When people look at my canvases, they immediately react to the raw, unyielding emotion. They see the psychological intensity, the vibrant colors, and the animalistic chaos. What they don't always realize is that behind that visceral energy stands a mechanical engineer. Before the chaos takes over, there has to be a rigid structure. For me, that structure begins with the lens. Photography isn't just a casual reference; it is my initial schematic. It provides the exact coordinates of light, shadow, and anatomy that I need to anchor the piece before the physical building even begins.
2. The Architecture of Paint
To understand my 3D-X technique, you have to stop looking at a canvas as a flat, two-dimensional plane and start treating it as a foundation. Once the photographic schematic is locked in my mind, the engineering takes over.
3D-X is, at its core, a method of architectural layering. I don't just paint a figure; I construct it. Using heavy, bold applications of medium and pigment, I build the forms outward. It requires a deep, tactile understanding of material weight, tension, and balance-much like calculating the load-bearing capacity of a physical structure. I use palette knives to physically stack the paint, manipulating the medium so that it holds its own weight and begins to rise off the surface.
3. Structuring Chaos
Once the layering begins, the real battle starts on the canvas. It is a constant, deliberate push and pull between the precise, load-bearing architecture of the paint and the vibrant, explosive energy of the brushstrokes.
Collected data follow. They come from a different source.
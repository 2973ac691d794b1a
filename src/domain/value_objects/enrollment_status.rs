use serde::{Deserialize, Serialize};
use std::fmt;
use std::str::FromStr;
use thiserror::Error;

/// Status of a user's enrollment in a course
///
/// The numeric values match the wire encoding used by the request layer.
#[derive(Debug, Clone, Copy, PartialEq, Eq, Hash, Serialize, Deserialize)]
#[serde(rename_all = "lowercase")]
pub enum EnrollmentStatus {
    /// No enrollment; never a valid transition target
    None,
    Rejected,
    Pending,
    Student,
    Teacher,
}

impl Default for EnrollmentStatus {
    fn default() -> Self {
        Self::None
    }
}

impl EnrollmentStatus {
    /// All statuses a transition may target
    pub const TARGETS: [EnrollmentStatus; 4] = [
        EnrollmentStatus::Pending,
        EnrollmentStatus::Rejected,
        EnrollmentStatus::Student,
        EnrollmentStatus::Teacher,
    ];

    pub fn code(&self) -> i32 {
        match self {
            EnrollmentStatus::None => 0,
            EnrollmentStatus::Rejected => 1,
            EnrollmentStatus::Pending => 2,
            EnrollmentStatus::Student => 3,
            EnrollmentStatus::Teacher => 4,
        }
    }

    /// Whether the enrollment grants course access (student or teacher)
    pub fn is_enrolled(&self) -> bool {
        matches!(self, EnrollmentStatus::Student | EnrollmentStatus::Teacher)
    }
}

impl TryFrom<i32> for EnrollmentStatus {
    type Error = EnrollmentStatusError;

    fn try_from(code: i32) -> Result<Self, Self::Error> {
        match code {
            0 => Ok(EnrollmentStatus::None),
            1 => Ok(EnrollmentStatus::Rejected),
            2 => Ok(EnrollmentStatus::Pending),
            3 => Ok(EnrollmentStatus::Student),
            4 => Ok(EnrollmentStatus::Teacher),
            other => Err(EnrollmentStatusError::UnknownCode(other)),
        }
    }
}

impl fmt::Display for EnrollmentStatus {
    fn fmt(&self, f: &mut fmt::Formatter<'_>) -> fmt::Result {
        let name = match self {
            EnrollmentStatus::None => "none",
            EnrollmentStatus::Rejected => "rejected",
            EnrollmentStatus::Pending => "pending",
            EnrollmentStatus::Student => "student",
            EnrollmentStatus::Teacher => "teacher",
        };
        write!(f, "{}", name)
    }
}

impl FromStr for EnrollmentStatus {
    type Err = EnrollmentStatusError;

    fn from_str(s: &str) -> Result<Self, Self::Err> {
        match s.to_lowercase().as_str() {
            "none" => Ok(EnrollmentStatus::None),
            "rejected" => Ok(EnrollmentStatus::Rejected),
            "pending" => Ok(EnrollmentStatus::Pending),
            "student" => Ok(EnrollmentStatus::Student),
            "teacher" => Ok(EnrollmentStatus::Teacher),
            _ => Err(EnrollmentStatusError::UnknownName(s.to_string())),
        }
    }
}

#[derive(Debug, Clone, PartialEq, Eq, Error)]
pub enum EnrollmentStatusError {
    #[error("Unknown enrollment status code: {0}")]
    UnknownCode(i32),

    #[error("Unknown enrollment status: '{0}'")]
    UnknownName(String),
}
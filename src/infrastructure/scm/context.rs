use super::scm_interface::ScmError;
use std::future::Future;
use std::time::Duration;
use tokio::time::Instant;
use tokio_util::sync::CancellationToken;

/// Cancellation and deadline carried by every provider call
///
/// Cloned contexts share the same token, so cancelling any clone aborts
/// every in-flight operation that was handed one of them.
#[derive(Debug, Clone, Default)]
pub struct ScmContext {
    cancellation: CancellationToken,
    deadline: Option<Instant>,
}

impl ScmContext {
    pub fn new() -> Self {
        Self::default()
    }

    /// Context whose deadline is `timeout` from now
    pub fn with_timeout(timeout: Duration) -> Self {
        Self {
            cancellation: CancellationToken::new(),
            deadline: Some(Instant::now() + timeout),
        }
    }

    /// Attach an externally owned cancellation token
    pub fn with_cancellation(mut self, token: CancellationToken) -> Self {
        self.cancellation = token;
        self
    }

    pub fn cancellation_token(&self) -> &CancellationToken {
        &self.cancellation
    }

    pub fn deadline(&self) -> Option<Instant> {
        self.deadline
    }

    pub fn cancel(&self) {
        self.cancellation.cancel();
    }

    pub fn is_cancelled(&self) -> bool {
        self.cancellation.is_cancelled()
    }

    /// Fail fast if the context is already cancelled or past its deadline
    pub fn check(&self) -> Result<(), ScmError> {
        if self.is_cancelled() {
            return Err(ScmError::Cancelled);
        }
        if matches!(self.deadline, Some(deadline) if Instant::now() >= deadline) {
            return Err(ScmError::DeadlineExceeded);
        }
        Ok(())
    }

    /// Run `operation`, aborting it on cancellation or deadline expiry
    pub async fn run<T, F>(&self, operation: F) -> Result<T, ScmError>
    where
        F: Future<Output = Result<T, ScmError>>,
    {
        self.check()?;

        let guarded = async {
            tokio::select! {
                biased;
                _ = self.cancellation.cancelled() => Err(ScmError::Cancelled),
                result = operation => result,
            }
        };

        match self.deadline {
            Some(deadline) => tokio::time::timeout_at(deadline, guarded)
                .await
                .unwrap_or(Err(ScmError::DeadlineExceeded)),
            None => guarded.await,
        }
    }
}
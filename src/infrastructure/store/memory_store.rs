use super::store_interface::{enrollment_entity, EnrollmentStore, OptionExt, StoreError};
use crate::domain::entities::{Course, Enrollment, RepoType, Repository, RepositoryQuery, User};
use crate::domain::value_objects::enrollment_status::EnrollmentStatus;
use async_trait::async_trait;
use serde::{Deserialize, Serialize};
use tokio::sync::RwLock;

/// Serializable contents of a store
#[derive(Debug, Clone, Default, PartialEq, Eq, Serialize, Deserialize)]
pub struct StoreState {
    #[serde(default)]
    pub users: Vec<User>,

    #[serde(default)]
    pub courses: Vec<Course>,

    #[serde(default)]
    pub enrollments: Vec<Enrollment>,

    #[serde(default)]
    pub repositories: Vec<Repository>,
}

fn status_matches(statuses: &[EnrollmentStatus], status: EnrollmentStatus) -> bool {
    statuses.is_empty() || statuses.contains(&status)
}

impl StoreState {
    fn enrollment_mut(&mut self, user_id: u64, course_id: u64) -> Result<&mut Enrollment, StoreError> {
        self.enrollments
            .iter_mut()
            .find(|e| e.is_same_pair(user_id, course_id))
            .ok_or_not_found(|| enrollment_entity(user_id, course_id))
    }

    fn set_status(
        &mut self,
        user_id: u64,
        course_id: u64,
        status: EnrollmentStatus,
    ) -> Result<(), StoreError> {
        self.enrollment_mut(user_id, course_id)?.status = status;
        Ok(())
    }

    /// Check whether a new record would break a uniqueness rule
    fn validate_unique(&self) -> Result<(), StoreError> {
        for (i, e) in self.enrollments.iter().enumerate() {
            if self.enrollments[..i]
                .iter()
                .any(|other| other.is_same_pair(e.user_id, e.course_id))
            {
                return Err(StoreError::conflict(enrollment_entity(e.user_id, e.course_id)));
            }
        }
        Ok(())
    }
}

/// In-process store guarded by a tokio `RwLock`
///
/// Enforces one enrollment per (user, course) and one USER repository per
/// (organization, user).
#[derive(Debug, Default)]
pub struct MemoryStore {
    state: RwLock<StoreState>,
}

impl MemoryStore {
    pub fn new() -> Self {
        Self::default()
    }

    /// Build a store from a previously captured state
    pub fn from_state(state: StoreState) -> Result<Self, StoreError> {
        state.validate_unique()?;
        Ok(Self {
            state: RwLock::new(state),
        })
    }

    /// Copy of the current contents
    pub async fn snapshot(&self) -> StoreState {
        self.state.read().await.clone()
    }

    pub(crate) fn into_state(self) -> StoreState {
        self.state.into_inner()
    }

    /// Swap in a state that was validated elsewhere
    pub(crate) async fn replace(&self, state: StoreState) {
        *self.state.write().await = state;
    }

    /// Insert or replace a user record
    pub async fn put_user(&self, user: User) {
        let mut state = self.state.write().await;
        state.users.retain(|u| u.id != user.id);
        state.users.push(user);
    }

    /// Insert or replace a course record
    pub async fn put_course(&self, course: Course) {
        let mut state = self.state.write().await;
        state.courses.retain(|c| c.id != course.id);
        state.courses.push(course);
    }
}

#[async_trait]
impl EnrollmentStore for MemoryStore {
    async fn create_enrollment(
        &self,
        user_id: u64,
        course_id: u64,
    ) -> Result<Enrollment, StoreError> {
        let mut state = self.state.write().await;
        if state
            .enrollments
            .iter()
            .any(|e| e.is_same_pair(user_id, course_id))
        {
            return Err(StoreError::conflict(enrollment_entity(user_id, course_id)));
        }
        let enrollment = Enrollment::pending(user_id, course_id);
        state.enrollments.push(enrollment.clone());
        Ok(enrollment)
    }

    async fn get_enrollment(&self, user_id: u64, course_id: u64) -> Result<Enrollment, StoreError> {
        self.state
            .read()
            .await
            .enrollments
            .iter()
            .find(|e| e.is_same_pair(user_id, course_id))
            .cloned()
            .ok_or_not_found(|| enrollment_entity(user_id, course_id))
    }

    async fn get_enrollments_by_course(
        &self,
        course_id: u64,
        statuses: &[EnrollmentStatus],
    ) -> Result<Vec<Enrollment>, StoreError> {
        Ok(self
            .state
            .read()
            .await
            .enrollments
            .iter()
            .filter(|e| e.course_id == course_id && status_matches(statuses, e.status))
            .cloned()
            .collect())
    }

    async fn set_pending(&self, user_id: u64, course_id: u64) -> Result<(), StoreError> {
        self.state
            .write()
            .await
            .set_status(user_id, course_id, EnrollmentStatus::Pending)
    }

    async fn reject_enrollment(&self, user_id: u64, course_id: u64) -> Result<(), StoreError> {
        self.state
            .write()
            .await
            .set_status(user_id, course_id, EnrollmentStatus::Rejected)
    }

    async fn enroll_student(&self, user_id: u64, course_id: u64) -> Result<(), StoreError> {
        self.state
            .write()
            .await
            .set_status(user_id, course_id, EnrollmentStatus::Student)
    }

    async fn enroll_teacher(&self, user_id: u64, course_id: u64) -> Result<(), StoreError> {
        self.state
            .write()
            .await
            .set_status(user_id, course_id, EnrollmentStatus::Teacher)
    }

    async fn get_repositories(
        &self,
        query: &RepositoryQuery,
    ) -> Result<Vec<Repository>, StoreError> {
        Ok(self
            .state
            .read()
            .await
            .repositories
            .iter()
            .filter(|r| query.matches(r))
            .cloned()
            .collect())
    }

    async fn create_repository(&self, repository: &Repository) -> Result<(), StoreError> {
        let mut state = self.state.write().await;
        if repository.repo_type == RepoType::User
            && state.repositories.iter().any(|r| {
                r.repo_type == RepoType::User
                    && r.organization_id == repository.organization_id
                    && r.user_id == repository.user_id
            })
        {
            return Err(StoreError::conflict(format!(
                "user repository (organization {}, user {})",
                repository.organization_id, repository.user_id
            )));
        }
        state.repositories.push(repository.clone());
        Ok(())
    }

    async fn get_course(&self, course_id: u64) -> Result<Course, StoreError> {
        self.state
            .read()
            .await
            .courses
            .iter()
            .find(|c| c.id == course_id)
            .cloned()
            .ok_or_not_found(|| format!("course {}", course_id))
    }

    async fn get_courses(&self) -> Result<Vec<Course>, StoreError> {
        Ok(self.state.read().await.courses.clone())
    }

    async fn get_courses_by_user(
        &self,
        user_id: u64,
        statuses: &[EnrollmentStatus],
    ) -> Result<Vec<Course>, StoreError> {
        let state = self.state.read().await;
        let course_ids: Vec<u64> = state
            .enrollments
            .iter()
            .filter(|e| e.user_id == user_id && status_matches(statuses, e.status))
            .map(|e| e.course_id)
            .collect();
        Ok(state
            .courses
            .iter()
            .filter(|c| course_ids.contains(&c.id))
            .cloned()
            .collect())
    }

    async fn update_course(&self, course: &Course) -> Result<(), StoreError> {
        let mut state = self.state.write().await;
        let existing = state
            .courses
            .iter_mut()
            .find(|c| c.id == course.id)
            .ok_or_not_found(|| format!("course {}", course.id))?;
        *existing = course.clone();
        Ok(())
    }

    async fn get_user(&self, user_id: u64) -> Result<User, StoreError> {
        self.state
            .read()
            .await
            .users
            .iter()
            .find(|u| u.id == user_id)
            .cloned()
            .ok_or_not_found(|| format!("user {}", user_id))
    }
}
My work is heavily driven by the unflinching, fleshy realism of Lucien Freud colliding with the sheer, psychological distortion of Francis Bacon-but all fused through a modern Lebanese sensibility. The rigid engineering of the 3D-X technique isn't meant to trap that intense emotion; it is meant to support its sheer weight. The thick, meticulously sculpted layers give the psychological depth a physical body, allowing the raw emotion to literally stand up on the canvas.
4. The Final Form
When a piece is finished, it shouldn't just sit politely on a gallery wall. It should confront you. By building these dynamic figures outward, bridging the gap between a traditional painting and a physical sculpture, the subject refuses to stay confined to the background.
They aggressively push into the room. They occupy your physical space. The canvas is just the ground floor. The 3D-X technique is how I build upward, proving that mechanical discipline and raw artistic chaos don't just coexist-they demand each other.